Preferably, the step S2 includes:

step S201: utilizing an open source model CRF-RNN to obtain a face image P₀Performing image segmentation to obtain an image-segmented color map P₁；

Step S202: traverse P₀And P₁If at P₁Is corresponding to the first color, then P is₀The corresponding pixel in the image is changed into a second color, thereby achieving the effect of segmenting the face image, and obtaining the image P which is obtained by segmenting the face and the background and only has the face₂；

The step S3 includes:

dividing all training images for side face rectification into a plurality of classes according to the angles of the side faces, and then putting the training images into an inclusion V3 model for classification training to obtain a trained inclusion V3 network;

the input of the increment V3 network is a face image, and the angle of the face image deflected relative to the front face is output;

the step S4 includes:

step S401: preparing a first training, testing and verifying data set, wherein one side face image of an image in the first training, testing and verifying data set corresponds to one front face image;

step S402: splicing the side face image and the corresponding front face image in the first training, testing and verifying data set on one image;

step S403: training a GLD-GAN network model aiming at each class divided according to the angle of the side face, wherein the loss function of the GLD-GAN network is as follows:

wherein,

G^*representing loss functions of GLD-GAN networks

The loss of the GAN network is expressed, namely a stable local optimal solution is achieved through a maximum minimum value;

λ₁a parameter representing loss of L1;

λ₂a parameter representing a loss of blur;

λ₃a parameter representing a loss of identity retention;

represents the L1 loss, i.e., the one-norm loss;

represents a loss of ambiguity;

representing an identity retention loss;

g represents a loss function of the generating network;

d represents a loss function of the discrimination network, namely a local loss function between the generated image and the real data ground route;

the maximum and minimum values are game among the generative countermeasure networks so as to achieve a stable local optimal solution;

l1 denotes the loss function of the whole between the generated image and the real data ground route;

l2 denotes the sharpness loss function of the generated image;

l3 denotes the identity information loss function between the generated image and the real data ground route.
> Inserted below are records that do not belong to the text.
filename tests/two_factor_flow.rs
//! 2FAフローの結合テスト
//!
//! PostgreSQL が必要なため `#[ignore]` 付き。実行方法:
//! `DATABASE_URL=postgres://... cargo test -- --ignored`

use axum::{Json, extract::State};
use secrecy::SecretBox;
use sqlx::PgPool;
use totp_rs::{Algorithm, TOTP};
use uuid::Uuid;

use cinegate::config::Config;
use cinegate::error::AppError;
use cinegate::handlers::two_factor::{
    RegenerateBackupCodesRequest, StatusRequest, regenerate_backup_codes, status_2fa,
};
use cinegate::repositories::UserRepository;
use cinegate::services::auth::hash_password;
use cinegate::services::two_factor::{
    CodeValidation, Disable, EnrollmentConfirm, EnrollmentStart, EnrollmentToken,
};
use cinegate::services::{
    ActionTokenService, BackupCodeService, KeyCache, RetentionDays, SecretStore, TotpService,
    TwoFactorService,
};
use cinegate::state::AppState;

const BACKUP_COUNT: usize = 10;

async fn insert_user(pool: &PgPool) -> Uuid {
    sqlx::query_scalar::<_, Uuid>(
        r#"
        INSERT INTO users (name, email, active)
        VALUES ($1, $2, true)
        RETURNING id
        "#,
    )
    .bind("テストユーザー")
    .bind("test@example.com")
    .fetch_one(pool)
    .await
    .unwrap()
}

async fn insert_user_with_password(pool: &PgPool, password: &str) -> Uuid {
    let password_hash = hash_password(password).unwrap();
    sqlx::query_scalar::<_, Uuid>(
        r#"
        INSERT INTO users (name, email, password_hash, active)
        VALUES ($1, $2, $3, true)
        RETURNING id
        "#,
    )
    .bind("テストユーザー")
    .bind("test@example.com")
    .bind(password_hash)
    .fetch_one(pool)
    .await
    .unwrap()
}

fn secret(value: &str) -> SecretBox<String> {
    SecretBox::new(Box::new(value.to_string()))
}

/// ハンドラー呼び出し用の AppState を構築
fn test_state(pool: PgPool) -> AppState {
    let config = Config {
        database_url: secret("unused"),
        host: "127.0.0.1".to_string(),
        port: 3000,
        secret_key: secret("test-secret-key"),
        two_fa_token_ttl_secs: 90,
        encryption_key: secret("test-master-key"),
        encryption_salt: secret("test-salt"),
        totp_issuer: "Cinegate".to_string(),
        backup_code_count: 10,
        backup_code_retention_days: 30,
        purge_interval_secs: 86_400,
    };

    AppState::new(pool, config).unwrap()
}

fn two_factor_service(pool: PgPool, retention: RetentionDays) -> TwoFactorService {
    let user_repo = UserRepository::new(pool.clone());
    let backup_codes = BackupCodeService::new(pool.clone(), retention);
    let totp = TotpService::new("Cinegate".to_string()).unwrap();
    let secret_store =
        SecretStore::new("test-master-key", "test-salt", KeyCache::new()).unwrap();
    let tokens = ActionTokenService::new("test-secret-key").unwrap();

    TwoFactorService::new(pool, user_repo, backup_codes, totp, secret_store, tokens, 90)
}

fn unix_now() -> u64 {
    std::time::SystemTime::now()
        .duration_since(std::time::UNIX_EPOCH)
        .unwrap()
        .as_secs()
}

/// 指定時刻のTOTPコードを生成（認証アプリ側のシミュレーション）
fn totp_code(secret_b32: &str, time: u64) -> String {
    let secret = data_encoding::BASE32.decode(secret_b32.as_bytes()).unwrap();
    let totp = TOTP::new(
        Algorithm::SHA1,
        6,
        1,
        30,
        secret,
        Some("Cinegate".to_string()),
        "test@example.com".to_string(),
    )
    .unwrap();
    totp.generate(time)
}

/// 有効化フロー一式を実行し、(仮シークレット, 確定時コード, バックアップコード) を返す
async fn enroll(
    service: &TwoFactorService,
    user_repo: &UserRepository,
    user_id: Uuid,
) -> (String, String, Vec<String>) {
    let user = user_repo.find_by_id(user_id).await.unwrap().unwrap();

    let EnrollmentStart::Started { token } = service.begin_enrollment(&user).await.unwrap() else {
        panic!("有効化フローが開始されるべき");
    };

    let EnrollmentToken::Enabling {
        tentative_secret, ..
    } = service.validate_enrollment_token(&user, Some(&token))
    else {
        panic!("発行直後のトークンは有効なはず");
    };

    let code = totp_code(&tentative_secret, unix_now());
    let EnrollmentConfirm::Enabled { backup_codes } = service
        .confirm_enrollment(&user, &tentative_secret, &code, BACKUP_COUNT)
        .await
        .unwrap()
    else {
        panic!("正しいコードで有効化されるべき");
    };

    (tentative_secret, code, backup_codes)
}

#[sqlx::test]
#[ignore]
async fn enrollment_flow_enables_2fa(pool: PgPool) {
    let user_id = insert_user(&pool).await;
    let user_repo = UserRepository::new(pool.clone());
    let service = two_factor_service(pool, RetentionDays::OneMonth);

    let (_, code, backup_codes) = enroll(&service, &user_repo, user_id).await;
    assert_eq!(backup_codes.len(), BACKUP_COUNT);

    let user = user_repo.find_by_id(user_id).await.unwrap().unwrap();
    assert!(user.uses_2fa);
    assert!(user.otp_secret_encrypted.is_some());
    // 確定に使ったコードはリプレイマーカーとして記録済み
    assert_eq!(user.last_otp.as_deref(), Some(code.as_str()));
}

#[sqlx::test]
#[ignore]
async fn accepted_code_cannot_be_replayed(pool: PgPool) {
    let user_id = insert_user(&pool).await;
    let user_repo = UserRepository::new(pool.clone());
    let service = two_factor_service(pool, RetentionDays::OneMonth);

    let (secret, code, _) = enroll(&service, &user_repo, user_id).await;

    let user = user_repo.find_by_id(user_id).await.unwrap().unwrap();
    // 確定時に受理した値そのものは、時間ウィンドウ内でも拒否される
    assert!(matches!(
        service.validate_code(&user, &code).await.unwrap(),
        CodeValidation::Reused
    ));

    // 1ステップ前のコードはスキュー許容内なら受理される
    let prev_code = totp_code(&secret, unix_now() - 30);
    if prev_code != code {
        assert!(matches!(
            service.validate_code(&user, &prev_code).await.unwrap(),
            CodeValidation::ValidatedByTotp { .. }
        ));
    }
}

#[sqlx::test]
#[ignore]
async fn backup_code_is_single_use(pool: PgPool) {
    let user_id = insert_user(&pool).await;
    let backup_codes = BackupCodeService::new(pool, RetentionDays::OneMonth);

    let codes = backup_codes.generate(user_id, 5).await.unwrap();
    assert_eq!(codes.len(), 5);

    assert!(backup_codes.consume(user_id, &codes[0]).await.unwrap());
    // 同じコードの二度目は失敗
    assert!(!backup_codes.consume(user_id, &codes[0]).await.unwrap());
    assert_eq!(backup_codes.remaining_count(user_id).await.unwrap(), 4);
}

#[sqlx::test]
#[ignore]
async fn regenerate_invalidates_previous_batch(pool: PgPool) {
    let user_id = insert_user(&pool).await;
    let backup_codes = BackupCodeService::new(pool, RetentionDays::OneMonth);

    let old_codes = backup_codes.generate(user_id, 5).await.unwrap();
    let new_codes = backup_codes.generate(user_id, 5).await.unwrap();

    // 旧バッチは全滅、新バッチのみ有効
    assert!(!backup_codes.consume(user_id, &old_codes[0]).await.unwrap());
    assert!(backup_codes.consume(user_id, &new_codes[0]).await.unwrap());
    assert_eq!(backup_codes.remaining_count(user_id).await.unwrap(), 4);
}

#[sqlx::test]
#[ignore]
async fn purge_respects_retention_period(pool: PgPool) {
    let user_id = insert_user(&pool).await;

    // 保持期間0日: 使用直後から削除対象
    let immediate = BackupCodeService::new(pool.clone(), RetentionDays::Zero);
    let codes = immediate.generate(user_id, 3).await.unwrap();
    assert!(immediate.consume(user_id, &codes[0]).await.unwrap());

    let deleted = immediate.purge_expired().await.unwrap();
    assert_eq!(deleted, 1);
    // 未使用コードは削除対象外
    assert_eq!(immediate.remaining_count(user_id).await.unwrap(), 2);

    // 保持期間30日: 使用済みでもまだ削除されない
    let monthly = BackupCodeService::new(pool, RetentionDays::OneMonth);
    let codes = monthly.generate(user_id, 3).await.unwrap();
    assert!(monthly.consume(user_id, &codes[0]).await.unwrap());
    assert_eq!(monthly.purge_expired().await.unwrap(), 0);
}

#[sqlx::test]
#[ignore]
async fn disable_clears_two_factor_state(pool: PgPool) {
    let user_id = insert_user(&pool).await;
    let user_repo = UserRepository::new(pool.clone());
    let service = two_factor_service(pool.clone(), RetentionDays::OneMonth);

    enroll(&service, &user_repo, user_id).await;

    let user = user_repo.find_by_id(user_id).await.unwrap().unwrap();
    assert!(matches!(
        service.disable(&user).await.unwrap(),
        Disable::Disabled
    ));

    let user = user_repo.find_by_id(user_id).await.unwrap().unwrap();
    assert!(!user.uses_2fa);
    assert!(user.otp_secret_encrypted.is_none());
    assert!(user.last_otp.is_none());

    let backup_codes = BackupCodeService::new(pool, RetentionDays::OneMonth);
    assert_eq!(backup_codes.remaining_count(user_id).await.unwrap(), 0);
}

#[sqlx::test]
#[ignore]
async fn concurrent_consume_accepts_only_one(pool: PgPool) {
    let user_id = insert_user(&pool).await;
    let backup_codes = BackupCodeService::new(pool, RetentionDays::OneMonth);
    let codes = backup_codes.generate(user_id, 5).await.unwrap();

    // 同一コードを2つのリクエストが同時に提出する良性レース。
    // 条件付きUPDATEにより成功はちょうど1件に収まる
    let (first, second) = tokio::join!(
        backup_codes.consume(user_id, &codes[0]),
        backup_codes.consume(user_id, &codes[0]),
    );
    let (first, second) = (first.unwrap(), second.unwrap());

    assert!(first ^ second, "並行消費はちょうど1件だけ成功するはず");
    assert_eq!(backup_codes.remaining_count(user_id).await.unwrap(), 4);
}

#[sqlx::test]
#[ignore]
async fn status_requires_current_code_when_enabled(pool: PgPool) {
    let user_id = insert_user_with_password(&pool, "password123").await;
    let state = test_state(pool.clone());
    let user_repo = UserRepository::new(pool);

    // 未有効ユーザーはコード不要（開示されるシークレットがない）
    let response = status_2fa(
        State(state.clone()),
        Json(StatusRequest {
            user_id,
            password: "password123".to_string(),
            code: None,
        }),
    )
    .await
    .unwrap();
    assert!(!response.0.enabled);
    assert!(response.0.secret_formatted.is_none());

    let (totp_secret, confirm_code, _) =
        enroll(&state.two_factor_service, &user_repo, user_id).await;

    // 有効化後はパスワードのみではシークレットを開示しない
    let err = status_2fa(
        State(state.clone()),
        Json(StatusRequest {
            user_id,
            password: "password123".to_string(),
            code: None,
        }),
    )
    .await
    .unwrap_err();
    assert!(matches!(err, AppError::Validation(_)));

    // 受理済みの値の再提出も拒否
    let err = status_2fa(
        State(state.clone()),
        Json(StatusRequest {
            user_id,
            password: "password123".to_string(),
            code: Some(confirm_code.clone()),
        }),
    )
    .await
    .unwrap_err();
    assert!(matches!(err, AppError::TwoFactorInvalidCode));

    // 有効なコードを提示すればシークレットを開示
    let prev_code = totp_code(&totp_secret, unix_now() - 30);
    if prev_code != confirm_code {
        let response = status_2fa(
            State(state),
            Json(StatusRequest {
                user_id,
                password: "password123".to_string(),
                code: Some(prev_code),
            }),
        )
        .await
        .unwrap();
        assert!(response.0.enabled);
        assert!(response.0.secret_formatted.is_some());
    }
}

#[sqlx::test]
#[ignore]
async fn regenerate_requires_current_code(pool: PgPool) {
    let user_id = insert_user_with_password(&pool, "password123").await;
    let state = test_state(pool.clone());
    let user_repo = UserRepository::new(pool.clone());

    let (totp_secret, confirm_code, old_codes) =
        enroll(&state.two_factor_service, &user_repo, user_id).await;

    // パスワード＋不正コードでは再発行できない
    let err = regenerate_backup_codes(
        State(state.clone()),
        Json(RegenerateBackupCodesRequest {
            user_id,
            password: "password123".to_string(),
            code: "Xq7Pw2".to_string(),
        }),
    )
    .await
    .unwrap_err();
    assert!(matches!(err, AppError::TwoFactorInvalidCode));

    // 有効なコードを提示すれば再発行され、旧バッチは失効する
    let prev_code = totp_code(&totp_secret, unix_now() - 30);
    if prev_code != confirm_code {
        let response = regenerate_backup_codes(
            State(state),
            Json(RegenerateBackupCodesRequest {
                user_id,
                password: "password123".to_string(),
                code: prev_code,
            }),
        )
        .await
        .unwrap();
        assert_eq!(response.0.backup_codes.len(), BACKUP_COUNT);

        let backup_codes = BackupCodeService::new(pool, RetentionDays::OneMonth);
        assert!(!backup_codes.consume(user_id, &old_codes[0]).await.unwrap());
        assert!(
            backup_codes
                .consume(user_id, &response.0.backup_codes[0])
                .await
                .unwrap()
        );
    }
}

#[sqlx::test]
#[ignore]
async fn validate_code_rejects_unknown_code(pool: PgPool) {
    let user_id = insert_user(&pool).await;
    let user_repo = UserRepository::new(pool.clone());
    let service = two_factor_service(pool, RetentionDays::OneMonth);

    enroll(&service, &user_repo, user_id).await;

    let user = user_repo.find_by_id(user_id).await.unwrap().unwrap();
    // TOTPでもバックアップコードでもない値
    assert!(matches!(
        service.validate_code(&user, "zzzzzz").await.unwrap(),
        CodeValidation::InvalidCode
    ));
}
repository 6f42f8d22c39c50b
use argon2::password_hash::SaltString;
use argon2::password_hash::rand_core::OsRng;
use argon2::{Argon2, PasswordHash, PasswordHasher, PasswordVerifier};

use crate::error::AppError;
use crate::models::User;
use crate::repositories::UserRepository;

/// パスワードをargon2idでハッシュ化
pub fn hash_password(password: &str) -> Result<String, AppError> {
    let salt = SaltString::generate(&mut OsRng);
    let argon2 = Argon2::default();
    let hash = argon2
        .hash_password(password.as_bytes(), &salt)
        .map_err(|e| {
            tracing::error!(error = ?e, "パスワードハッシュ生成エラー");
            AppError::Internal(anyhow::anyhow!("password hash error"))
        })?;
    Ok(hash.to_string())
}

/// 認証サービス（第一要素）
#[derive(Clone)]
pub struct AuthService {
    user_repo: UserRepository,
}

impl AuthService {
    pub fn new(user_repo: UserRepository) -> Self {
        Self { user_repo }
    }

    /// ユーザー認証を実行
    ///
    /// タイミング攻撃対策: ユーザーが存在しない場合もダミーのパスワード検証を実行し、
    /// ユーザーの存在有無を応答時間から推測できないようにする。
    /// メール未確認（inactive）ユーザーはパスワード一致でもログイン不可
    pub async fn authenticate(&self, email: &str, password: &str) -> Result<User, AppError> {
        let user = self.user_repo.find_by_email(email).await?;

        match user {
            Some(user) => {
                let password_hash = match &user.password_hash {
                    Some(hash) => hash,
                    None => {
                        let dummy_hash = "$argon2id$v=19$m=19456,t=2,p=1$c29tZXNhbHQ$RWh6";
                        let _ = self.verify_password(password, dummy_hash);
                        tracing::warn!(email = %email, "認証失敗: パスワード未設定ユーザー");
                        return Err(AppError::Authentication("invalid_credentials".to_string()));
                    }
                };

                if !self.verify_password(password, password_hash)? {
                    tracing::warn!(email = %email, "認証失敗: パスワード不一致");
                    return Err(AppError::Authentication("invalid_credentials".to_string()));
                }

                if !user.active {
                    tracing::warn!(email = %email, "認証失敗: メールアドレス未確認");
                    return Err(AppError::Authentication("email_not_validated".to_string()));
                }

                tracing::info!(email = %email, "第一要素認証成功");
                Ok(user)
            }
            None => {
                // タイミング攻撃対策: ユーザーが存在しない場合もダミーのパスワード検証を実行
                let dummy_hash = "$argon2id$v=19$m=19456,t=2,p=1$c29tZXNhbHQ$RWh6";
                let _ = self.verify_password(password, dummy_hash);
                tracing::warn!(email = %email, "認証失敗: ユーザー不在");
                Err(AppError::Authentication("invalid_credentials".to_string()))
            }
        }
    }

    /// パスワードを検証
    fn verify_password(&self, password: &str, hash: &str) -> Result<bool, AppError> {
        let parsed_hash = PasswordHash::new(hash).map_err(|e| {
            tracing::error!(error = ?e, "パスワードハッシュのパースエラー");
            AppError::Internal(anyhow::anyhow!("password hash parse error"))
        })?;

        Ok(Argon2::default()
            .verify_password(password.as_bytes(), &parsed_hash)
            .is_ok())
    }
}

#[cfg(test)]
mod tests {
    use super::*;

    #[test]
    fn test_hash_and_verify_roundtrip() {
        let hash = hash_password("s3cret-pass").unwrap();
        let parsed = PasswordHash::new(&hash).unwrap();
        assert!(
            Argon2::default()
                .verify_password(b"s3cret-pass", &parsed)
                .is_ok()
        );
        assert!(
            Argon2::default()
                .verify_password(b"wrong-pass", &parsed)
                .is_err()
        );
    }

    #[test]
    fn test_invalid_hash_format() {
        let parsed = PasswordHash::new("invalid_hash_format");
        assert!(parsed.is_err());
    }
}
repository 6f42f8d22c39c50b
pub mod config;
pub mod error;
pub mod handlers;
pub mod models;
pub mod repositories;
pub mod services;
pub mod state;
use secrecy::SecretBox;
use serde::Deserialize;

#[derive(Debug, Deserialize)]
pub struct Config {
    pub database_url: SecretBox<String>,
    #[serde(default = "default_host")]
    pub host: String,
    #[serde(default = "default_port")]
    pub port: u16,

    // アクショントークン設定
    /// トークン署名キー（HMAC-SHA256）
    ///
    /// ローテーションすると発行済みトークンは全て無効になる（運用上許容）
    pub secret_key: SecretBox<String>,
    /// 2FA継続トークンのTTL（秒）
    ///
    /// 同一ブラウジングセッション内で消費される前提のため短寿命
    #[serde(default = "default_two_fa_token_ttl_secs")]
    pub two_fa_token_ttl_secs: i64,

    // シークレット保管（フィールド暗号化）設定
    /// フィールド暗号化のマスターキー
    pub encryption_key: SecretBox<String>,
    /// 鍵導出に使うソルト
    pub encryption_salt: SecretBox<String>,

    // 2FA (TOTP) 設定
    /// TOTP発行者名（認証アプリに表示される）
    pub totp_issuer: String,

    // バックアップコード設定
    /// 2FA有効化時に生成するバックアップコード数
    #[serde(default = "default_backup_code_count")]
    pub backup_code_count: usize,
    /// 使用済みコードを物理削除するまでの保持日数
    ///
    /// 0/7/14/21/30/60/90/180/365 のいずれかのみ有効
    #[serde(default = "default_backup_code_retention_days")]
    pub backup_code_retention_days: u32,
    /// 期限切れコード掃除タスクの実行間隔（秒）
    #[serde(default = "default_purge_interval_secs")]
    pub purge_interval_secs: u64,
}

const DEFAULT_HOST: &str = "0.0.0.0";
const DEFAULT_PORT: u16 = 3000;
const DEFAULT_TWO_FA_TOKEN_TTL_SECS: i64 = 90;
const DEFAULT_BACKUP_CODE_COUNT: usize = 10;
const DEFAULT_BACKUP_CODE_RETENTION_DAYS: u32 = 30;
const DEFAULT_PURGE_INTERVAL_SECS: u64 = 86_400;

fn default_host() -> String {
    DEFAULT_HOST.to_string()
}

fn default_port() -> u16 {
    DEFAULT_PORT
}

fn default_two_fa_token_ttl_secs() -> i64 {
    DEFAULT_TWO_FA_TOKEN_TTL_SECS
}

fn default_backup_code_count() -> usize {
    DEFAULT_BACKUP_CODE_COUNT
}

fn default_backup_code_retention_days() -> u32 {
    DEFAULT_BACKUP_CODE_RETENTION_DAYS
}

fn default_purge_interval_secs() -> u64 {
    DEFAULT_PURGE_INTERVAL_SECS
}

impl Config {
    pub fn load() -> Result<Self, envy::Error> {
        envy::from_env()
    }
}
Preferably, the step S5 includes:

step S501: according to the Incepton V3 network, the input face image P is processed₂Dividing the GLD-GAN network model into corresponding classes;

step S502: in the GLD-GAN network model, the input human face image P is processed₂Converting into picture with preset size, and outputting corresponding front face image P₃；

The step S6 includes:

in an open source TP-GAN network model, an input face image P is input₂Converting into picture with preset size, and outputting corresponding front face image P₄；

The step S7 includes:

step S701: front face image P₃、P₄Performing face fusion according to a first preset proportion, wherein a face fusion algorithm is based on an open source library dlib and OpenCV, wherein dlib is used for extracting a feature model of a face, and then the feature model is fused according to the proportion by using OpenCV to obtain a fused face;

step S702: replacing original front face image P by obtained fused face₄To obtain an image P₅The face replacement algorithm is also based on dlib and OpenCV;

replacing original front face image P by obtained fused face₄：

Calculating convex hulls by using the key points of the face detected by dlib, performing Delaunay triangulation on the key points, and mapping the fused face to a face image P by affine transformation₄The above.

Preferably, the step S8 includes:

using a bilateral filter, image P₅Optimizing to obtain an image P₆；

The bilateral filter generates a distance template by using a two-dimensional Gaussian function, generates a value domain template by using a one-dimensional Gaussian function, and has the following distance template coefficients:

wherein,

representing distance template coefficients;

k and l are central coordinates of the template window;

i, j are coordinates of other coefficients of the template window;

σ_dis the standard deviation of its gaussian function;

the value domain template coefficient generation formula is as follows:

wherein,

representing a value domain template coefficient;

a pixel value representing a point with coordinates i, j;

f (k, l) represents a pixel value of a point whose coordinate is k, l;

σ_rthe standard deviation of the gaussian function is expressed;

wherein the function f represents the image to be processed;

in summary, the templates of the bilateral filter are:

wherein,

a template representing a bilateral filter;

the step S9 includes:

preparing a second training, testing and verifying data set, and training a super-resolution network model SRGAN;

the size ratio of the low resolution images and the high resolution images in the second training, testing and verifying dataset is a second preset ratio.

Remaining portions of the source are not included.